Le 4 juillet 2014, la pose du tablier du pont opérait la jonction entre la façade de l’esplanade et le Champ de Mars. La reconstruction de l’édifice effaçait 96 ans de séparation des deux rives.
La métaphore correspondait bien à la réalité. En quelques minutes, le tablier hissé par une grue géante se posait en douceur sur les vis encastrées dans les piles de béton. Quelques tours de boulons et… le tour était joué. La jonction entre la façade de l’Esplanade et le Champ de Mars s’opérait. Elle effaçait 96 ans de séparation des deux rives après la destruction du pont par Les Anglais en mai 1940, récidive du dynamitage du Napoléon par les Allemands en octobre 1918. Le pont avait payé un lourd tribut à sa fonction stratégique. La reconstruction à l’identique de la passerelle de 1859 effaçait une humiliation et concrétisait un projet assoupi dans les cartons des élus depuis des décennies.

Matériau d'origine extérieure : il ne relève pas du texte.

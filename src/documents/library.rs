//! The canonical document registry: `by-path`, `not-loaded`, `not-indexed`
//! Reads may run concurrently with loads but never observe a
//! torn entry — membership updates go through `dashmap`'s per-shard locking.

use super::{Document, Folder};
use crate::imports::ImportPriorities;
use crate::types::{DocumentId, FolderId};
use dashmap::DashMap;
use parking_lot::Mutex;
use std::collections::HashSet;
use std::sync::Arc;

struct Entry {
    folder_id: FolderId,
    lookup_key: String,
    document: Arc<Mutex<Document>>,
}

#[derive(Default)]
pub struct DocumentLibrary {
    by_id: DashMap<DocumentId, Entry>,
    path_to_id: DashMap<String, DocumentId>,
    folders: DashMap<FolderId, Folder>,
    import_priorities: DashMap<DocumentId, Arc<ImportPriorities>>,
    not_loaded: Mutex<HashSet<String>>,
    not_indexed: Mutex<HashSet<DocumentId>>,
    /// Paths with a load in flight; guards the "at-most-one concurrent load
    /// per path" guarantee.
    loading: Mutex<HashSet<String>>,
}

impl DocumentLibrary {
    pub fn new() -> Self {
        Self::default()
    }

    pub fn add(&self, lookup_key: String, folder_id: FolderId, document: Document) -> DocumentId {
        let id = document.id;
        self.not_indexed.lock().insert(id);
        self.path_to_id.insert(lookup_key.clone(), id);
        self.by_id.insert(
            id,
            Entry {
                folder_id,
                lookup_key,
                document: Arc::new(Mutex::new(document)),
            },
        );
        id
    }

    pub fn remove(&self, id: DocumentId) {
        if let Some((_, entry)) = self.by_id.remove(&id) {
            self.path_to_id.remove(&entry.lookup_key);
        }
        self.not_indexed.lock().remove(&id);
        self.import_priorities.remove(&id);
    }

    pub fn id_for_path(&self, lookup_key: &str) -> Option<DocumentId> {
        self.path_to_id.get(lookup_key).map(|id| *id)
    }

    pub fn get(&self, id: DocumentId) -> Option<Arc<Mutex<Document>>> {
        self.by_id.get(&id).map(|e| Arc::clone(&e.document))
    }

    pub fn folder_id_of(&self, id: DocumentId) -> Option<FolderId> {
        self.by_id.get(&id).map(|e| e.folder_id)
    }

    pub fn contains(&self, id: DocumentId) -> bool {
        self.by_id.contains_key(&id)
    }

    pub fn contains_path(&self, lookup_key: &str) -> bool {
        self.path_to_id.contains_key(lookup_key)
    }

    pub fn mark_for_indexing(&self, id: DocumentId) {
        self.not_indexed.lock().insert(id);
    }

    pub fn mark_as_indexed(&self, id: DocumentId) {
        self.not_indexed.lock().remove(&id);
    }

    pub fn documents_needing_indexing(&self) -> Vec<DocumentId> {
        self.not_indexed.lock().iter().copied().collect()
    }

    pub fn need_to_load(&self, lookup_key: &str) -> bool {
        !self.path_to_id.contains_key(lookup_key)
    }

    pub fn queue_load(&self, lookup_key: &str) {
        self.not_loaded.lock().insert(lookup_key.to_string());
    }

    pub fn drain_not_loaded(&self) -> Vec<String> {
        std::mem::take(&mut *self.not_loaded.lock())
            .into_iter()
            .collect()
    }

    /// Returns true and marks the path as loading if no load was already in
    /// flight; returns false if another caller already claimed it.
    pub fn try_begin_load(&self, lookup_key: &str) -> bool {
        self.loading.lock().insert(lookup_key.to_string())
    }

    /// A load cycle for `lookup_key` has ended, successfully or not. Either
    /// way the path leaves both the "loading" and "not-loaded" sets; on
    /// failure it is not retried within the same traversal.
    pub fn mark_as_loaded_or_failed(&self, lookup_key: &str, _loaded: bool) {
        self.loading.lock().remove(lookup_key);
        self.not_loaded.lock().remove(lookup_key);
    }

    pub fn put_folder(&self, id: FolderId, folder: Folder) {
        self.folders.insert(id, folder);
    }

    pub fn with_folder<R>(&self, id: FolderId, f: impl FnOnce(&Folder) -> R) -> Option<R> {
        self.folders.get(&id).map(|folder| f(&folder))
    }

    pub fn with_folder_mut<R>(&self, id: FolderId, f: impl FnOnce(&mut Folder) -> R) -> Option<R> {
        self.folders.get_mut(&id).map(|mut folder| f(&mut folder))
    }

    pub fn import_priorities(&self, id: DocumentId) -> Option<Arc<ImportPriorities>> {
        self.import_priorities.get(&id).map(|p| Arc::clone(&p))
    }

    pub fn set_import_priorities(&self, id: DocumentId, priorities: Arc<ImportPriorities>) {
        self.import_priorities.insert(id, priorities);
    }

    pub fn invalidate_import_priorities(&self, id: DocumentId) {
        self.import_priorities.remove(&id);
    }
}

#[cfg(test)]
mod tests {
    use super::*;
    use crate::types::DocumentId;

    #[test]
    fn add_then_remove_clears_all_sets() {
        let lib = DocumentLibrary::new();
        let id = DocumentId::new(1).unwrap();
        let doc = Document::new(id, "cdm:/a.cdm.json");
        lib.add("cdm:/a.cdm.json".to_string(), FolderId::new(1).unwrap(), doc);
        assert!(lib.contains(id));
        assert_eq!(lib.documents_needing_indexing().len(), 1);

        lib.remove(id);
        assert!(!lib.contains(id));
        assert_eq!(lib.documents_needing_indexing().len(), 0);
    }

    #[test]
    fn load_gate_allows_one_claim() {
        let lib = DocumentLibrary::new();
        assert!(lib.try_begin_load("cdm:/a.cdm.json"));
        assert!(!lib.try_begin_load("cdm:/a.cdm.json"));
        lib.mark_as_loaded_or_failed("cdm:/a.cdm.json", true);
        assert!(lib.try_begin_load("cdm:/a.cdm.json"));
    }
}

Tout le gratin lillois se pressait pour saluer l’exploit : élus, journalistes, associatifs. Emme, le roi autoproclamé de la rue d’Angleterre, suivait la reconstruction depuis des semaines à partir des infographies placardées sur le site et n’aurait raté pour rien au monde une avancée aussi spectaculaire. Quelques semaines encore et le pont retrouverait sa toiture en zinc à deux pentes qui le rendait unique en Europe. Il verrait l’habillage des piles en belles pierres blanches biseautées et le retour des piédestaux porteurs d’écussons qui retrouveraient leurs vasques de fonte.

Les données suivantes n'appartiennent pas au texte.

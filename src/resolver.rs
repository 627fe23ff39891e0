//! The symbolic-name resolver: moniker-aware, priority-ranked, with a
//! deliberate wrt-doc moniker fallback (see the design note below).

use crate::documents::DocumentLibrary;
use crate::error::{CdmError, CdmResult};
use crate::path::split_moniker;
use crate::symbol::{DependencySet, SymbolTable};
use crate::types::{DefinitionId, DocumentId, ObjectType};

/// Per-call resolution context: which document's imports make the lookup
/// visible, and the running dependency set to record symbols consulted.
pub struct ResolutionOptions<'a> {
    pub wrt_doc: DocumentId,
    pub symbol_ref_set: &'a mut DependencySet,
}

impl<'a> ResolutionOptions<'a> {
    pub fn new(wrt_doc: DocumentId, symbol_ref_set: &'a mut DependencySet) -> Self {
        Self {
            wrt_doc,
            symbol_ref_set,
        }
    }
}

/// Anything the resolver needs to know about a resolved definition to apply
/// the type gate. The indexing pipeline hands the
/// resolver something satisfying this so the resolver stays independent of
/// `DefinitionStore`'s storage details.
pub trait DefinitionLookup {
    fn object_type_of(&self, id: DefinitionId) -> Option<ObjectType>;
}

pub struct Resolver<'a> {
    symbol_table: &'a SymbolTable,
    documents: &'a DocumentLibrary,
    definitions: &'a dyn DefinitionLookup,
}

impl<'a> Resolver<'a> {
    pub fn new(
        symbol_table: &'a SymbolTable,
        documents: &'a DocumentLibrary,
        definitions: &'a dyn DefinitionLookup,
    ) -> Self {
        Self {
            symbol_table,
            documents,
            definitions,
        }
    }

    /// Resolve `symbol` with respect to `options.wrt_doc`, optionally
    /// anchored at `from_doc`, constrained to `expected_type`. `retry`
    /// controls the "move from-doc down one level" re-entry described in
    /// the "move from-doc down one level" re-entry.
    pub fn resolve(
        &self,
        symbol: &str,
        from_doc: Option<DocumentId>,
        expected_type: ObjectType,
        retry: bool,
        options: &mut ResolutionOptions<'_>,
    ) -> CdmResult<DefinitionId> {
        self.resolve_inner(symbol, from_doc, expected_type, retry, options, 0)
    }

    fn resolve_inner(
        &self,
        symbol: &str,
        from_doc: Option<DocumentId>,
        expected_type: ObjectType,
        retry: bool,
        options: &mut ResolutionOptions<'_>,
        moniker_depth: u32,
    ) -> CdmResult<DefinitionId> {
        if let Some((prefix, rest)) = split_moniker(symbol) {
            return self.resolve_moniker(
                prefix,
                rest,
                from_doc,
                expected_type,
                retry,
                options,
                moniker_depth,
            );
        }
        self.resolve_plain(symbol, expected_type, retry, options)
    }

    /// Moniker split: `prefix/rest`, checking from-doc's moniker map first,
    /// then wrt-doc's.
    fn resolve_moniker(
        &self,
        prefix: &str,
        rest: &str,
        from_doc: Option<DocumentId>,
        expected_type: ObjectType,
        retry: bool,
        options: &mut ResolutionOptions<'_>,
        moniker_depth: u32,
    ) -> CdmResult<DefinitionId> {
        let from_priorities = from_doc.and_then(|d| self.documents.import_priorities(d));
        let wrt_priorities = self.documents.import_priorities(options.wrt_doc);

        let moniker_doc = from_priorities
            .as_ref()
            .and_then(|p| p.moniker(prefix))
            .or_else(|| wrt_priorities.as_ref().and_then(|p| p.moniker(prefix)));

        let Some(moniker_doc) = moniker_doc else {
            return Err(CdmError::MonikerNotFound {
                moniker: prefix.to_string(),
                doc: from_doc.map(|d| d.to_string()).unwrap_or_default(),
            });
        };

        // Drill through chained monikers (`a/b/c`) by recursing with the
        // moniker's document as the new from-doc.
        match self.resolve_inner(rest, Some(moniker_doc), expected_type, retry, options, moniker_depth + 1) {
            Ok(id) => Ok(id),
            Err(CdmError::UnresolvedSymbol { .. }) if from_doc.is_some() && moniker_depth == 0 => {
                // "Move wrt down one level": if the chain starting from
                // from-doc's moniker dead-ends, restart once using the
                // moniker's document as both from-doc and wrt-doc. Accepted
                // as an intentional fallback, not a bug.
                let saved_wrt = options.wrt_doc;
                options.wrt_doc = moniker_doc;
                let result = self.resolve_inner(
                    rest,
                    Some(moniker_doc),
                    expected_type,
                    retry,
                    options,
                    moniker_depth + 1,
                );
                options.wrt_doc = saved_wrt;
                result
            }
            Err(err) => Err(err),
        }
    }

    fn resolve_plain(
        &self,
        symbol: &str,
        expected_type: ObjectType,
        retry: bool,
        options: &mut ResolutionOptions<'_>,
    ) -> CdmResult<DefinitionId> {
        let candidates = self.symbol_table.defining_documents(symbol);

        let wrt_priorities = self
            .documents
            .import_priorities(options.wrt_doc)
            .ok_or_else(|| unresolved(symbol, options.wrt_doc))?;

        let best = wrt_priorities
            .best_of(candidates.iter())
            .ok_or_else(|| unresolved(symbol, options.wrt_doc))?;

        options.symbol_ref_set.add(symbol.to_string());

        if let Some(id) = self.declared_definition(best, symbol) {
            return self.type_gate(symbol, id, expected_type);
        }

        if retry {
            // The best document is visible but does not itself declare the
            // symbol; recurse once with it as from-doc/wrt-doc to catch
            // symbols visible transitively from it.
            let saved_wrt = options.wrt_doc;
            options.wrt_doc = best;
            let result = self.resolve_plain(symbol, expected_type, false, options);
            options.wrt_doc = saved_wrt;
            return result;
        }

        Err(unresolved(symbol, options.wrt_doc))
    }

    fn declared_definition(&self, doc: DocumentId, symbol: &str) -> Option<DefinitionId> {
        let document = self.documents.get(doc)?;
        let document = document.lock();
        document.internal_declarations.get(symbol).copied()
    }

    fn type_gate(
        &self,
        symbol: &str,
        id: DefinitionId,
        expected_type: ObjectType,
    ) -> CdmResult<DefinitionId> {
        if expected_type == ObjectType::Error {
            return Ok(id);
        }
        match self.definitions.object_type_of(id) {
            Some(found) if found.matches(expected_type) => Ok(id),
            Some(found) => Err(CdmError::ExpectedTypeMismatch {
                symbol: symbol.to_string(),
                found,
                expected: expected_type,
            }),
            None => Err(CdmError::DefinitionNotFound(id)),
        }
    }
}

fn unresolved(symbol: &str, wrt_doc: DocumentId) -> CdmError {
    CdmError::UnresolvedSymbol {
        symbol: symbol.to_string(),
        wrt_doc: wrt_doc.to_string(),
    }
}

#[cfg(test)]
mod tests {
    use super::*;
    use crate::documents::{Document, Import};
    use crate::imports::build_import_priorities;
    use crate::types::FolderId;
    use std::sync::Arc;

    struct AllEntities;
    impl DefinitionLookup for AllEntities {
        fn object_type_of(&self, _id: DefinitionId) -> Option<ObjectType> {
            Some(ObjectType::Entity)
        }
    }

    fn setup_two_docs_with_moniker() -> (DocumentLibrary, SymbolTable, DocumentId, DocumentId) {
        let documents = DocumentLibrary::new();
        let symbols = SymbolTable::new();

        let doc_a = DocumentId::new(1).unwrap();
        let doc_b = DocumentId::new(2).unwrap();

        let mut a = Document::new(doc_a, "ns:/a.cdm.json");
        a.imports.push(Import::new("ns:/b.cdm.json").with_moniker("m"));
        documents.add("ns:/a.cdm.json".into(), FolderId::new(1).unwrap(), a);

        let mut b = Document::new(doc_b, "ns:/b.cdm.json");
        b.internal_declarations
            .insert("E".to_string(), DefinitionId::new(10).unwrap());
        documents.add("ns:/b.cdm.json".into(), FolderId::new(1).unwrap(), b);
        symbols.register("E", doc_b);

        let paths = std::collections::HashMap::from([
            ("ns:/a.cdm.json".to_string(), doc_a),
            ("ns:/b.cdm.json".to_string(), doc_b),
        ]);
        let priorities_a = build_import_priorities(
            doc_a,
            &documents.get(doc_a).unwrap().lock().imports.clone(),
            &mut |p| paths.get(p).copied(),
            &mut |_| Vec::new(),
        );
        documents.set_import_priorities(doc_a, Arc::new(priorities_a));
        let priorities_b = build_import_priorities(doc_b, &[], &mut |p| paths.get(p).copied(), &mut |_| Vec::new());
        documents.set_import_priorities(doc_b, Arc::new(priorities_b));

        (documents, symbols, doc_a, doc_b)
    }

    #[test]
    fn moniker_qualified_symbol_resolves() {
        let (documents, symbols, doc_a, _doc_b) = setup_two_docs_with_moniker();
        let lookup = AllEntities;
        let resolver = Resolver::new(&symbols, &documents, &lookup);
        let mut deps = DependencySet::new();
        let mut options = ResolutionOptions::new(doc_a, &mut deps);
        let result = resolver.resolve("m/E", None, ObjectType::Entity, true, &mut options);
        assert_eq!(result.unwrap(), DefinitionId::new(10).unwrap());
    }

    #[test]
    fn unqualified_symbol_is_unresolved_from_importer_alone() {
        let (documents, symbols, doc_a, _doc_b) = setup_two_docs_with_moniker();
        let lookup = AllEntities;
        let resolver = Resolver::new(&symbols, &documents, &lookup);
        let mut deps = DependencySet::new();
        let mut options = ResolutionOptions::new(doc_a, &mut deps);
        let result = resolver.resolve("E", None, ObjectType::Entity, true, &mut options);
        assert!(matches!(result, Err(CdmError::UnresolvedSymbol { .. })));
    }
}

Pourtant les travaux de soubassement démarrés dans les frimas de janvier avaient paru interminables. Plusieurs mois s’étaient écoulés depuis le balisage du site, le coulage des pieux de soixante centimètres de diamètre et de plus de vingt-six mètres de long sur lesquelles avaient été posées d’énormes dalles de béton et la réfection des escaliers longtemps orphelins. Emme avait calmé son impatience en s’installant, après le départ des ouvriers, sur les radeaux de caissons blancs et rouges qui assuraient la liaison entre les rives du chantier. Il retrouvait les barques où il jouait enfant sur le Tarn à Montauban. Le Napoléon assurait ainsi un pont entre le présent du sexagénaire et l’enfant de onze ans arraché à sa ville natale.
Le pont fut livré en temps et en heure. Il devrait connaître des usages imprévus.
Aux enfants, la passerelle offre désormais un terrain de jeux inespéré : monter, descendre les marches en criant, utiliser les mains courantes comme des toboggans au grand dam des parents qui déclarent forfait et paniquent.